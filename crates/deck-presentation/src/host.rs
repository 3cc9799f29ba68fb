//! What the controller needs from the surrounding platform.

use deck_core::NotificationName;
use deck_ui::{Changes, ViewAnimator, ViewId};

/// Posted with the new status bar frame (`Rect`) before it changes.
pub const STATUS_BAR_FRAME_WILL_CHANGE: NotificationName =
    NotificationName("deck.status-bar-frame-will-change");

/// Presentation machinery owned by the host.
///
/// The controller animates views through the host's [`ViewAnimator`] and asks
/// the host to dismiss when the drag crosses the dismiss threshold. The host
/// answers by driving the dismissal lifecycle hooks, possibly synchronously.
pub trait PresentationHost: ViewAnimator {
    fn dismiss(&self, animated: bool);
}

/// Runs work alongside a size transition.
pub trait TransitionCoordinator {
    /// Apply `changes` inside the transition animation and call `completion`
    /// once the transition finishes.
    fn animate_alongside(&self, changes: Changes, completion: Box<dyn FnOnce()>);
}

/// The host views a presentation decorates. None of them are owned by the
/// controller.
#[derive(Clone, Copy, Debug, PartialEq, Eq)]
pub struct DeckViews {
    /// Root window; the dimming view is pinned to its edges.
    pub window: ViewId,
    /// Container the platform places the presented view in.
    pub container: ViewId,
    pub presenting: ViewId,
    pub presented: ViewId,
}
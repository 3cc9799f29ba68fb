//! Card geometry for a given container size.

use deck_ui::{ViewError, ViewId, ViewTree};
use deck_ui_graphics::{MaskedCorners, Rect, Size, Transform};

use crate::DeckConfig;

/// Frame of the presented card inside a container of `container` size.
pub fn presented_frame(container: Size, config: &DeckConfig) -> Rect {
    Rect::new(
        0.0,
        config.top_offset,
        container.width,
        (container.height - config.top_offset).max(0.0),
    )
}

/// Resting place of the card after dismissal: just below the container.
pub fn offscreen_frame(container: Size) -> Rect {
    Rect::new(0.0, container.height, container.width, container.height)
}

/// Scale applied to the presenting view while the card dismisses.
pub fn dismissal_scale(presenting_height: f32, config: &DeckConfig) -> f32 {
    if presenting_height <= 0.0 {
        return 1.0;
    }
    1.0 - config.snapshot_vertical_margin / presenting_height
}

/// Container height that compensates for a status bar of
/// `status_bar_height` points on a screen `full_height` tall.
pub fn container_height_for_status_bar(
    full_height: f32,
    status_bar_height: f32,
    config: &DeckConfig,
) -> f32 {
    full_height - (status_bar_height - config.baseline_status_bar_height)
}

/// Round the card's top corners.
pub fn round_top_corners(
    tree: &mut ViewTree,
    view: ViewId,
    config: &DeckConfig,
) -> Result<(), ViewError> {
    let node = tree.node_mut(view)?;
    node.corner_radius = config.corner_radius;
    node.masked_corners = MaskedCorners::TOP;
    node.clips_to_bounds = true;
    Ok(())
}

/// Lay the card out for the container's current bounds and round it.
pub fn layout_presented(
    tree: &mut ViewTree,
    presented: ViewId,
    container: ViewId,
    config: &DeckConfig,
) -> Result<Rect, ViewError> {
    let size = tree.node(container)?.frame.size();
    let frame = presented_frame(size, config);
    tree.node_mut(presented)?.frame = frame;
    round_top_corners(tree, presented, config)?;
    Ok(frame)
}

/// Put the presenting view back to full size with square corners.
pub fn restore_presenting(
    tree: &mut ViewTree,
    presenting: ViewId,
    container: ViewId,
) -> Result<(), ViewError> {
    let bounds = tree.node(container)?.bounds();
    let node = tree.node_mut(presenting)?;
    node.frame = bounds;
    node.transform = Transform::IDENTITY;
    node.corner_radius = 0.0;
    Ok(())
}

/// Park the card below the container so it can be presented again.
pub fn park_presented(
    tree: &mut ViewTree,
    presented: ViewId,
    container: ViewId,
) -> Result<(), ViewError> {
    let size = tree.node(container)?.frame.size();
    let node = tree.node_mut(presented)?;
    node.frame = offscreen_frame(size);
    node.transform = Transform::IDENTITY;
    Ok(())
}

#[cfg(test)]
#[path = "tests/geometry_tests.rs"]
mod tests;
use deck_animation::AnimationSpec;

/// Tunables for a deck presentation.
///
/// All distances are in points.
#[derive(Clone, Copy, Debug, PartialEq)]
pub struct DeckConfig {
    /// Gap between the top of the container and the presented card.
    pub top_offset: f32,
    /// Radius applied to the card's top corners.
    pub corner_radius: f32,
    /// Drag distance where linear tracking gives way to friction.
    pub elastic_threshold: f32,
    /// Raw drag distance that dismisses the card.
    pub dismiss_threshold: f32,
    /// Slope of the linear region.
    pub translation_factor: f32,
    /// Past the elastic threshold an overshoot `d` moves the card by
    /// `friction_scale * atan(d / friction_atan_divisor) + d /
    /// friction_linear_divisor` on top of the linear region's end.
    pub friction_atan_divisor: f32,
    pub friction_linear_divisor: f32,
    pub friction_scale: f32,
    /// Height taken off the container to size the presenting snapshot.
    pub snapshot_vertical_margin: f32,
    /// Status bar height at which the container fills the screen.
    pub baseline_status_bar_height: f32,
    /// Container shift when the status bar height changes.
    pub status_bar_animation: AnimationSpec,
    /// Card returning to rest after a drag that did not dismiss.
    pub settle_animation: AnimationSpec,
    /// Dimming view and snapshot fading out as the dismissal begins.
    pub dismissal_fade_animation: AnimationSpec,
}

impl Default for DeckConfig {
    fn default() -> Self {
        Self {
            top_offset: 28.0,
            corner_radius: 8.0,
            elastic_threshold: 120.0,
            dismiss_threshold: 240.0,
            translation_factor: 0.5,
            friction_atan_divisor: 120.0,
            friction_linear_divisor: 10.0,
            friction_scale: 30.0,
            snapshot_vertical_margin: 40.0,
            baseline_status_bar_height: 20.0,
            status_bar_animation: AnimationSpec::seconds(0.1),
            settle_animation: AnimationSpec::seconds(0.25),
            dismissal_fade_animation: AnimationSpec::seconds(0.3),
        }
    }
}

impl DeckConfig {
    pub fn with_top_offset(mut self, offset: f32) -> Self {
        self.top_offset = offset;
        self
    }

    pub fn with_corner_radius(mut self, radius: f32) -> Self {
        self.corner_radius = radius;
        self
    }

    /// Override both drag thresholds. `dismiss` is raised to `elastic` when
    /// given a smaller value.
    pub fn with_thresholds(mut self, elastic: f32, dismiss: f32) -> Self {
        self.elastic_threshold = elastic.max(0.0);
        self.dismiss_threshold = dismiss.max(self.elastic_threshold);
        self
    }

    pub fn with_translation_factor(mut self, factor: f32) -> Self {
        self.translation_factor = factor;
        self
    }

    pub fn with_friction(mut self, atan_divisor: f32, linear_divisor: f32, scale: f32) -> Self {
        self.friction_atan_divisor = atan_divisor;
        self.friction_linear_divisor = linear_divisor;
        self.friction_scale = scale;
        self
    }

    pub fn with_snapshot_vertical_margin(mut self, margin: f32) -> Self {
        self.snapshot_vertical_margin = margin;
        self
    }

    pub fn with_baseline_status_bar_height(mut self, height: f32) -> Self {
        self.baseline_status_bar_height = height;
        self
    }

    pub fn with_status_bar_animation(mut self, spec: AnimationSpec) -> Self {
        self.status_bar_animation = spec;
        self
    }

    pub fn with_settle_animation(mut self, spec: AnimationSpec) -> Self {
        self.settle_animation = spec;
        self
    }

    pub fn with_dismissal_fade_animation(mut self, spec: AnimationSpec) -> Self {
        self.dismissal_fade_animation = spec;
        self
    }
}
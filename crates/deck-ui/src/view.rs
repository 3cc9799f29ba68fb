use std::fmt;

use deck_foundation::RecognizerId;
use deck_ui_graphics::{Color, CornerRadii, MaskedCorners, Rect, Transform};
use smallvec::SmallVec;

#[derive(Clone, Copy, Debug, PartialEq, Eq, Hash, PartialOrd, Ord)]
pub struct ViewId(pub(crate) u64);

impl fmt::Display for ViewId {
    fn fmt(&self, f: &mut fmt::Formatter<'_>) -> fmt::Result {
        write!(f, "#{}", self.0)
    }
}

/// What a view draws besides its background and subviews.
#[derive(Clone, Copy, Debug, PartialEq, Eq, Default)]
pub enum ViewContent {
    #[default]
    Plain,
    /// Live image of `source` captured at content `generation`.
    Snapshot { source: ViewId, generation: u64 },
}

/// A node in the [`ViewTree`](crate::ViewTree).
///
/// Layer properties are plain fields; hierarchy links are managed by the
/// tree and only readable from here.
#[derive(Clone, Debug)]
pub struct ViewNode {
    pub frame: Rect,
    pub transform: Transform,
    pub alpha: f32,
    pub background: Option<Color>,
    pub corner_radius: f32,
    pub masked_corners: MaskedCorners,
    pub mask: Option<ViewId>,
    pub clips_to_bounds: bool,
    pub content: ViewContent,
    pub label: &'static str,
    pub(crate) parent: Option<ViewId>,
    pub(crate) children: SmallVec<[ViewId; 4]>,
    pub(crate) recognizers: SmallVec<[RecognizerId; 1]>,
}

impl ViewNode {
    pub(crate) fn new(label: &'static str, frame: Rect) -> Self {
        Self {
            frame,
            transform: Transform::IDENTITY,
            alpha: 1.0,
            background: None,
            corner_radius: 0.0,
            masked_corners: MaskedCorners::ALL,
            mask: None,
            clips_to_bounds: false,
            content: ViewContent::Plain,
            label,
            parent: None,
            children: SmallVec::new(),
            recognizers: SmallVec::new(),
        }
    }

    pub fn parent(&self) -> Option<ViewId> {
        self.parent
    }

    /// Subviews, back to front.
    pub fn children(&self) -> &[ViewId] {
        &self.children
    }

    pub fn recognizers(&self) -> &[RecognizerId] {
        &self.recognizers
    }

    pub fn bounds(&self) -> Rect {
        self.frame.bounds()
    }

    /// Frame after applying the layer transform.
    pub fn visual_frame(&self) -> Rect {
        self.transform.apply_to_rect(self.frame)
    }

    pub fn corner_radii(&self) -> CornerRadii {
        CornerRadii::resolve(self.corner_radius, self.masked_corners, self.frame.size())
    }
}
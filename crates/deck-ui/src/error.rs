use std::fmt;

use deck_ui_layout::LayoutError;

use crate::ViewId;

#[derive(Debug, Clone, PartialEq, Eq)]
pub enum ViewError {
    Missing { id: ViewId },
    NoSuperview { id: ViewId },
    WouldCreateCycle { parent: ViewId, child: ViewId },
    Layout(LayoutError),
}

impl fmt::Display for ViewError {
    fn fmt(&self, f: &mut fmt::Formatter<'_>) -> fmt::Result {
        match self {
            ViewError::Missing { id } => write!(f, "view {id} missing"),
            ViewError::NoSuperview { id } => write!(f, "view {id} has no superview"),
            ViewError::WouldCreateCycle { parent, child } => {
                write!(f, "adding {child} to {parent} would create a cycle")
            }
            ViewError::Layout(err) => write!(f, "layout: {err}"),
        }
    }
}

impl std::error::Error for ViewError {
    fn source(&self) -> Option<&(dyn std::error::Error + 'static)> {
        match self {
            ViewError::Layout(err) => Some(err),
            _ => None,
        }
    }
}

impl From<LayoutError> for ViewError {
    fn from(err: LayoutError) -> Self {
        ViewError::Layout(err)
    }
}
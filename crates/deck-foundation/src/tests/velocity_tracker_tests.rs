use super::*;

#[test]
fn empty_and_single_sample_trackers_report_zero() {
    let mut tracker = VelocityTracker1D::new();
    assert_eq!(tracker.calculate_velocity(), 0.0);
    tracker.add_data_point(0, 100.0);
    assert_eq!(tracker.calculate_velocity(), 0.0);
}

#[test]
fn steady_motion_reports_its_speed() {
    let mut tracker = VelocityTracker1D::new();
    for step in 0..4 {
        tracker.add_data_point(step * 10, step as f32 * 100.0);
    }
    let velocity = tracker.calculate_velocity();
    assert!(
        (velocity - 10_000.0).abs() < 1_000.0,
        "expected ~10000, got {velocity}"
    );
}

#[test]
fn upward_motion_is_negative() {
    let mut tracker = VelocityTracker1D::new();
    tracker.add_data_point(0, 300.0);
    tracker.add_data_point(10, 200.0);
    tracker.add_data_point(20, 100.0);
    assert!(tracker.calculate_velocity() < 0.0);
}

#[test]
fn pause_before_release_discards_old_samples() {
    let mut tracker = VelocityTracker1D::new();
    tracker.add_data_point(0, 0.0);
    tracker.add_data_point(10, 100.0);
    tracker.add_data_point(200, 100.0);
    assert_eq!(tracker.calculate_velocity(), 0.0);
}

#[test]
fn velocity_is_capped() {
    let mut tracker = VelocityTracker1D::new();
    tracker.add_data_point(0, 0.0);
    tracker.add_data_point(1, 1_000.0);
    tracker.add_data_point(2, 2_000.0);
    assert_eq!(tracker.calculate_velocity_with_max(500.0), 500.0);
    assert_eq!(tracker.calculate_velocity_with_max(0.0), 0.0);
}

#[test]
fn two_axis_tracker_reports_each_axis() {
    let mut tracker = VelocityTracker::default();
    for step in 0..4 {
        tracker.add_position(step * 10, Point::new(0.0, step as f32 * 10.0));
    }
    let velocity = tracker.velocity(f32::MAX);
    assert_eq!(velocity.x, 0.0);
    assert!(velocity.y > 500.0);

    tracker.reset();
    assert_eq!(tracker.velocity(f32::MAX), Point::ZERO);
}
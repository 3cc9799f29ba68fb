//! Layout constraints for deck presentation views

mod constraints;

pub use constraints::*;

pub mod prelude {
    pub use crate::constraints::{ConstraintId, ConstraintSet, LayoutConstraint, LayoutContext};
}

§ **Work item**
In the entries above, find each line with "LayoutError" and copy it.

§ **Exercise output**
use deck_ui_layout::LayoutError;
    Layout(LayoutError),
impl From<LayoutError> for ViewError {
    fn from(err: LayoutError) -> Self {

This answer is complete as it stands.